I understand the appeal of Low Luck, but the gameplay is substantially different. A build or combat strategy that is guaranteed to come off in LL, could fail miserably in a dice game. Sure you might be able to model averages for expected results using an LL scheme to map your strategy in a dice game, but there’s always a chance that the dice end up disagreeing with you ‘that time.’
In that respect I don’t see a huge amount of cross over. Playing 100 dice games won’t really prepare you or teach you a whole lot about what to expect in an LL game. As mentioned before low luck alters a lot of things, with respect to deadzoning and strafing, the number of defensive units required to back down an attack entitely, the way the airblitz works, the way anti aircraft fire works, etc. Just too many differences to really say that a strategy that anticipates the one style of combat is going to graph onto the other consistently.
I think after playing a few games, most players are able to determine which style of gameplay they prefer.
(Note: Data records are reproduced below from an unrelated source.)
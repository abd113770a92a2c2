//! Host process collaborators
//!
//! Everything the bridge needs from its host besides the authority: the
//! world clock, deferred execution, celestial data for notifications and
//! capability registration.

use std::time::Duration;

use serde::{Deserialize, Serialize};

use crate::{AuthorityDate, BridgeResult, Moon, MutationFuture, Season, TimerId, Timestamp};

/// Host world clock
pub trait HostClock: Send + Sync {
    /// Current world time, `None` while the host has not started its clock
    fn world_time(&self) -> Option<Timestamp>;

    /// Move world time by `delta` seconds
    fn advance(&self, delta: i64) -> MutationFuture<'_>;
}

/// Task queued for deferred execution
pub type DeferredTask = Box<dyn FnOnce() + Send>;

/// One-shot deferred execution on the host event loop
pub trait Scheduler: Send + Sync {
    fn schedule_once(&self, delay: Duration, task: DeferredTask) -> TimerId;

    /// Cancel a pending task; returns false if it already ran or is unknown
    fn cancel(&self, id: TimerId) -> bool;
}

/// Moons and seasons attached to `date-time-changed`
pub trait CelestialSource: Send + Sync {
    fn moons(&self, date: &AuthorityDate) -> Vec<Moon>;

    fn seasons(&self, date: &AuthorityDate) -> Vec<Season>;
}

/// Celestial source for hosts without moon or season data
#[derive(Clone, Copy, Debug, Default)]
pub struct NoCelestial;

impl CelestialSource for NoCelestial {
    fn moons(&self, _date: &AuthorityDate) -> Vec<Moon> {
        Vec::new()
    }

    fn seasons(&self, _date: &AuthorityDate) -> Vec<Season> {
        Vec::new()
    }
}

/// Descriptor announcing the legacy API to the host's dependency checks
#[derive(Clone, Debug, PartialEq, Eq, Serialize, Deserialize)]
#[serde(rename_all = "camelCase")]
pub struct CapabilityDescriptor {
    pub id: String,
    pub title: String,
    pub version: String,
    pub api_version: String,
}

/// Registration collaborator for capability descriptors
pub trait CapabilityRegistry: Send + Sync {
    fn register(&self, descriptor: CapabilityDescriptor) -> BridgeResult<()>;
}
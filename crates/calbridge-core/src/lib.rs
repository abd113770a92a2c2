//! calbridge Core - Fundamental types and collaborator contracts
//!
//! This crate defines the vocabulary shared by every calbridge crate:
//! - Identifiers (ParticipantId, SubscriptionId, ListenerId, TimerId)
//! - Time primitives (Timestamp, Interval, TimeUnit)
//! - The two date shapes (LegacyDate, AuthorityDate)
//! - The legacy notification vocabulary and bridge lifecycle
//! - Contracts for the external collaborators (authority, host, session)

pub mod id;
pub mod time;
pub mod date;
pub mod event;
pub mod state;
pub mod authority;
pub mod host;
pub mod session;
pub mod error;

pub use id::*;
pub use time::*;
pub use date::*;
pub use event::*;
pub use state::*;
pub use authority::*;
pub use host::*;
pub use session::*;
pub use error::*;
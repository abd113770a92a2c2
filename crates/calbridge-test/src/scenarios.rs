//! End-to-end scenarios over the fake host

use std::sync::Arc;
use std::time::Duration;

use calbridge_core::{
    AuthorityDate, AuthorityEvent, BridgeError, CalendarNames, Interval, LegacyDateFields,
    LegacyEvent, LifecycleState, Participant, TimeUnit, Timestamp, SECONDS_PER_DAY,
};
use calbridge_runtime::{HostEnvironment, AUTHORITY_GLOBAL, AUTHORITY_MODULE_ID};
use calbridge_time::FormatConverter;
use parking_lot::Mutex;
use proptest::prelude::*;

use crate::{FakeAuthority, FakeCelestial, FakeHostClock, FakeRegistry, SessionBuilder};

const READY_DELAY: Duration = Duration::from_secs(5);

// ============================================================================
// LIFECYCLE
// ============================================================================

#[test]
fn test_primary_session_startup() {
    let session = SessionBuilder::new().bootstrap().unwrap();

    assert_eq!(session.recorder.names(), vec!["init", "primary-elected"]);
    assert_eq!(
        session.recorder.last(),
        Some(LegacyEvent::PrimaryElected { is_primary: true })
    );
    assert!(!session.api.is_ready());

    assert_eq!(session.advance(READY_DELAY - Duration::from_millis(1)), 0);
    assert!(!session.api.is_ready());
    assert_eq!(session.advance(Duration::from_millis(1)), 1);
    assert!(session.api.is_ready());

    session.advance(Duration::from_secs(60));
    assert_eq!(session.recorder.count("ready"), 1);
}

#[test]
fn test_secondary_participant_not_elected() {
    let participants = vec![
        Participant::new("alice", true, true),
        Participant::new("bob", true, true),
        Participant::new("carol", true, false),
    ];
    for local in ["bob", "carol"] {
        let session = SessionBuilder::new()
            .local(local, participants.clone())
            .bootstrap()
            .unwrap();
        assert!(!session.api.is_primary());
        assert_eq!(session.recorder.count("primary-elected"), 0);
    }
}

#[test]
fn test_election_follows_membership() {
    let session = SessionBuilder::new()
        .local(
            "bob",
            vec![
                Participant::new("alice", true, true),
                Participant::new("bob", true, true),
            ],
        )
        .build();
    assert!(!session.api.is_primary());

    session.roster.set_active("alice", false);
    assert!(session.api.is_primary());

    session.roster.join(Participant::new("aaron", true, true));
    assert!(!session.api.is_primary());
}
//! Event Bridge - lifecycle and legacy re-emission
//!
//! Owns the bridge lifecycle and the session-local clock flag. Authority
//! change notifications are funnelled into a single recompute-and-emit
//! action and re-emitted as `date-time-changed`, in the order the authority
//! delivers them. No lock is held while legacy listeners run.

use std::sync::{Arc, Weak};
use std::time::Duration;

use calbridge_core::{
    AuthorityEvent, AuthorityHandle, AuthorityHandler, BridgeError, BridgeResult,
    CelestialSource, DateTimeChanged, LegacyEvent, LifecycleState, ListenerId, Scheduler,
    SubscriptionId, TimerId,
};
use calbridge_time::FormatConverter;
use parking_lot::Mutex;
use tracing::{debug, warn};

use crate::{BridgeConfig, HostContext, LegacyListener, Notifier, PrimaryElector};

#[derive(Debug, Default)]
struct BridgeState {
    lifecycle: LifecycleState,
    clock_running: bool,
    ready_timer: Option<TimerId>,
    subscriptions: Vec<SubscriptionId>,
}

struct Shared {
    state: Mutex<BridgeState>,
    notifier: Notifier,
    authority: Option<AuthorityHandle>,
    celestial: Arc<dyn CelestialSource>,
    elector: PrimaryElector,
    scheduler: Arc<dyn Scheduler>,
    ready_delay: Duration,
}

/// Event Bridge
///
/// Cloning yields another handle to the same bridge.
#[derive(Clone)]
pub struct EventBridge {
    shared: Arc<Shared>,
}

impl EventBridge {
    pub fn new(ctx: &HostContext, config: &BridgeConfig) -> Self {
        EventBridge {
            shared: Arc::new(Shared {
                state: Mutex::new(BridgeState::default()),
                notifier: Notifier::new(),
                authority: ctx.authority.clone(),
                celestial: Arc::clone(&ctx.celestial),
                elector: PrimaryElector::new(Arc::clone(&ctx.roster)),
                scheduler: Arc::clone(&ctx.scheduler),
                ready_delay: config.ready_delay,
            }),
        }
    }

    fn from_shared(shared: Arc<Shared>) -> Self {
        EventBridge { shared }
    }

    fn downgrade(&self) -> Weak<Shared> {
        Arc::downgrade(&self.shared)
    }

    pub fn state(&self) -> LifecycleState {
        self.shared.state.lock().lifecycle
    }

    pub fn is_ready(&self) -> bool {
        self.state() == LifecycleState::Ready
    }

    pub fn is_clock_running(&self) -> bool {
        self.shared.state.lock().clock_running
    }

    pub fn is_local_primary(&self) -> bool {
        self.shared.elector.is_local_primary()
    }

    /// Election and privilege view of the session roster
    pub fn elector(&self) -> &PrimaryElector {
        &self.shared.elector
    }

    /// Register a legacy listener
    pub fn subscribe(&self, listener: LegacyListener) -> ListenerId {
        self.shared.notifier.subscribe(listener)
    }

    pub fn unsubscribe(&self, id: ListenerId) -> bool {
        self.shared.notifier.unsubscribe(id)
    }

    /// Start the bridge.
    ///
    /// Subscribes to authority notifications, emits `init`, emits
    /// `primary-elected` on the primary participant and schedules `ready`.
    pub fn initialize(&self) -> BridgeResult<()> {
        {
            let mut st = self.shared.state.lock();
            if !st.lifecycle.can_transition_to(LifecycleState::Initializing) {
                return Err(BridgeError::InvalidLifecycle {
                    from: st.lifecycle,
                    operation: "initialize",
                });
            }
            st.lifecycle = LifecycleState::Initializing;
        }
        debug!("bridge initializing");

        let subscriptions = self.subscribe_authority();
        self.shared.state.lock().subscriptions = subscriptions;

        self.emit(LegacyEvent::Init);

        if self.shared.elector.is_local_primary() {
            debug!(local = %self.shared.elector.local_id(), "local participant is primary");
            self.emit(LegacyEvent::PrimaryElected { is_primary: true });
        }

        self.schedule_ready();
        Ok(())
    }

    fn subscribe_authority(&self) -> Vec<SubscriptionId> {
        let Some(authority) = self.shared.authority.as_ref() else {
            debug!("no authority, date notifications disabled");
            return Vec::new();
        };

        AuthorityEvent::ALL
            .iter()
            .map(|&event| {
                let weak = self.downgrade();
                let handler: AuthorityHandler = Arc::new(move |e: AuthorityEvent| {
                    if let Some(shared) = weak.upgrade() {
                        debug!(event = ?e, "authority change");
                        EventBridge::from_shared(shared).refresh();
                    }
                });
                authority.subscribe(event, handler)
            })
            .collect()
    }

    fn schedule_ready(&self) {
        let weak = self.downgrade();
        let id = self.shared.scheduler.schedule_once(
            self.shared.ready_delay,
            Box::new(move || {
                if let Some(shared) = weak.upgrade() {
                    EventBridge::from_shared(shared).emit_ready();
                }
            }),
        );

        let mut st = self.shared.state.lock();
        let lifecycle = st.lifecycle;
        match lifecycle {
            LifecycleState::Initializing => st.ready_timer = Some(id),
            LifecycleState::Destroyed => {
                drop(st);
                self.shared.scheduler.cancel(id);
            }
            // Scheduler ran the task inline
            _ => {}
        }
    }

    /// Transition to Ready and emit `ready`; no-op in any other state than
    /// Initializing. Returns whether `ready` was emitted.
    pub fn emit_ready(&self) -> bool {
        {
            let mut st = self.shared.state.lock();
            if st.lifecycle != LifecycleState::Initializing {
                debug!(state = %st.lifecycle, "ready skipped");
                return false;
            }
            st.lifecycle = LifecycleState::Ready;
            st.ready_timer = None;
        }
        debug!("bridge ready");
        self.shared.notifier.emit(&LegacyEvent::Ready);
        true
    }

    /// Recompute the current date and emit `date-time-changed`.
    ///
    /// Only between `init` and destroy. Returns false when the occurrence
    /// was skipped.
    pub fn refresh(&self) -> bool {
        let state = self.state();
        if state == LifecycleState::Uninitialized || !state.can_emit() {
            debug!(%state, "refresh skipped");
            return false;
        }
        let Some(authority) = self.shared.authority.as_ref() else {
            return false;
        };

        let date = match authority.current_date() {
            Ok(date) => date,
            Err(e) => {
                warn!(authority = authority.name(), error = %e, "current date unavailable, notification skipped");
                return false;
            }
        };

        let names = authority.calendar_names();
        let payload = DateTimeChanged {
            date: FormatConverter::authority_to_legacy_display(&date, names.as_ref()),
            moons: self.shared.celestial.moons(&date),
            seasons: self.shared.celestial.seasons(&date),
        };
        self.emit(LegacyEvent::DateTimeChanged(payload))
    }

    pub fn start_clock(&self) -> bool {
        self.set_clock(true)
    }

    pub fn stop_clock(&self) -> bool {
        self.set_clock(false)
    }

    fn set_clock(&self, running: bool) -> bool {
        {
            let mut st = self.shared.state.lock();
            if !st.lifecycle.can_emit() {
                return false;
            }
            st.clock_running = running;
        }
        self.shared
            .notifier
            .emit(&LegacyEvent::ClockStartStop { started: running });
        true
    }

    /// Tear down: cancel the pending `ready`, drop authority subscriptions
    /// and silence all further emissions. Idempotent.
    pub fn destroy(&self) {
        let (timer, subscriptions) = {
            let mut st = self.shared.state.lock();
            if st.lifecycle.is_terminal() {
                return;
            }
            st.lifecycle = LifecycleState::Destroyed;
            (st.ready_timer.take(), std::mem::take(&mut st.subscriptions))
        };

        if let Some(id) = timer {
            self.shared.scheduler.cancel(id);
        }
        if let Some(authority) = self.shared.authority.as_ref() {
            for id in subscriptions {
                authority.unsubscribe(id);
            }
        }
        debug!("bridge destroyed");
    }

    fn emit(&self, event: LegacyEvent) -> bool {
        if !self.state().can_emit() {
            debug!(event = event.name(), "emission after destroy dropped");
            return false;
        }
        self.shared.notifier.emit(&event);
        true
    }
}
If you love the consistency of LL, and hate the unpredictably of dice, then wait for a match with another LL player. If you hate LL, but love dice, then wait for a match against a dice player. Especially in a long game like global, if you start a playing with a combat system you dislike, then chances are that the game won’t be very satisfying for you. There are enough players out there who enjoy both ways of playing that you can probably find a likeminded opponent if you just stick it out for a little while.
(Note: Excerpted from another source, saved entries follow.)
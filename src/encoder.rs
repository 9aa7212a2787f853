//! Stress log hand-off encoder
//!
//! Wraps a finished session log with producer and provenance metadata so the
//! external session-persistence module receives a self-describing payload.

use crate::error::ComputeError;
use crate::stress_log::{StressLog, StressSummary};
use crate::types::StressPoint;
use crate::{PRODUCER_NAME, SIGNALS_VERSION};
use chrono::Utc;
use serde::{Deserialize, Serialize};
use uuid::Uuid;

/// Current payload schema version
pub const PAYLOAD_SCHEMA_VERSION: &str = "1.0.0";

/// Producer metadata
#[derive(Debug, Clone, PartialEq, Serialize, Deserialize)]
pub struct PayloadProducer {
    pub name: String,
    pub version: String,
    pub instance_id: String,
}

/// Session provenance
#[derive(Debug, Clone, PartialEq, Serialize, Deserialize)]
pub struct PayloadSession {
    pub session_id: String,
    pub started_at_utc: String,
    pub computed_at_utc: String,
    /// Timestamp of the latest point (ms since session start)
    pub last_point_ms: Option<u64>,
}

/// Complete hand-off payload for one session
#[derive(Debug, Clone, PartialEq, Serialize, Deserialize)]
pub struct StressLogPayload {
    pub schema_version: String,
    pub producer: PayloadProducer,
    pub session: PayloadSession,
    pub summary: StressSummary,
    pub points: Vec<StressPoint>,
}

/// Encoder for finished stress logs
pub struct StressLogEncoder {
    instance_id: String,
}

impl Default for StressLogEncoder {
    fn default() -> Self {
        Self::new()
    }
}

impl StressLogEncoder {
    /// Create a new encoder with a unique instance ID
    pub fn new() -> Self {
        Self {
            instance_id: Uuid::new_v4().to_string(),
        }
    }

    /// Create an encoder with a specific instance ID
    pub fn with_instance_id(instance_id: String) -> Self {
        Self { instance_id }
    }

    /// Build the payload for a session log
    pub fn encode(&self, log: &StressLog) -> StressLogPayload {
        let producer = PayloadProducer {
            name: PRODUCER_NAME.to_string(),
            version: SIGNALS_VERSION.to_string(),
            instance_id: self.instance_id.clone(),
        };

        let session = PayloadSession {
            session_id: log.session_id().to_string(),
            started_at_utc: log.started_at_utc().to_rfc3339(),
            computed_at_utc: Utc::now().to_rfc3339(),
            last_point_ms: log.points().iter().map(|p| p.timestamp_ms).max(),
        };

        StressLogPayload {
            schema_version: PAYLOAD_SCHEMA_VERSION.to_string(),
            producer,
            session,
            summary: log.summary(),
            points: log.points().to_vec(),
        }
    }

    /// Encode to a pretty-printed JSON string
    pub fn encode_to_json(&self, log: &StressLog) -> Result<String, ComputeError> {
        let payload = self.encode(log);
        serde_json::to_string_pretty(&payload).map_err(|e| ComputeError::EncodingError(e.to_string()))
    }
}

#[cfg(test)]
mod tests {
    use super::*;
    use crate::types::{StressScoreComponents, StressState};
    use chrono::TimeZone;

    fn sample_log() -> StressLog {
        let started = Utc.with_ymd_and_hms(2024, 3, 4, 10, 0, 0).unwrap();
        let mut log = StressLog::new(Uuid::nil(), started);
        log.append(StressPoint {
            timestamp_ms: 0,
            state: StressState::Calm,
            confidence: 0.9,
            components: StressScoreComponents::new(0.95, 0.05, 0.0, 0.0),
            question_ref: None,
        });
        log.append(StressPoint {
            timestamp_ms: 1200,
            state: StressState::Vigilance,
            confidence: 0.7,
            components: StressScoreComponents::new(0.95, 0.05, 0.0, 0.0),
            question_ref: Some("q-42".to_string()),
        });
        log
    }

    #[test]
    fn test_encode_payload() {
        let encoder = StressLogEncoder::with_instance_id("test-instance".to_string());
        let payload = encoder.encode(&sample_log());

        assert_eq!(payload.schema_version, "1.0.0");
        assert_eq!(payload.producer.name, PRODUCER_NAME);
        assert_eq!(payload.producer.instance_id, "test-instance");
        assert_eq!(payload.session.session_id, Uuid::nil().to_string());
        assert_eq!(payload.session.started_at_utc, "2024-03-04T10:00:00+00:00");
        assert_eq!(payload.session.last_point_ms, Some(1200));
        assert_eq!(payload.points.len(), 2);
        assert_eq!(payload.summary.question_points, 1);
    }

    #[test]
    fn test_encode_to_json() {
        let json = StressLogEncoder::new().encode_to_json(&sample_log()).unwrap();
        let value: serde_json::Value = serde_json::from_str(&json).unwrap();

        assert_eq!(value["producer"]["name"], PRODUCER_NAME);
        assert_eq!(value["points"][0]["state"], "calm");
        assert_eq!(value["points"][1]["questionRef"], "q-42");
        assert_eq!(value["summary"]["dominant_state"], "calm");
        assert!(value["session"]["computed_at_utc"].is_string());
    }

    #[test]
    fn test_empty_log() {
        let payload = StressLogEncoder::new().encode(&StressLog::begin());
        assert!(payload.points.is_empty());
        assert_eq!(payload.session.last_point_ms, None);
    }
}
To the initial question about why LL isn’t used more often, the answer is probably just because the manual doesn’t offer a description of how Low Luck works, or provide the kind official endorsement for that combat system that would probably be necessary for a larger groundswell of support. In regular tournament play it foes have a bit more cache, since that is where the systemperature was first put into practice… Fortunately for those who do enjoy Low Luck, tripleA created simple “click tab” option in the game options menu, that allows any game to be played with universal LL rules, which I think has done a lot to popularize that style of play. There are also tripleA scenerios out there which were designed from the ground up with the LL playstyle in mind, which helps. I don’t know if the G40 designers took LL into account when they created the set up. If it was designed for LL, I imagine some of starting unit distributions might have been a little different. But again the game is pretty flexible, so even a game that wasn’t created with LL in mind, can still be adapted pretty easily, although the playtime required or the usual bids might be slightly different.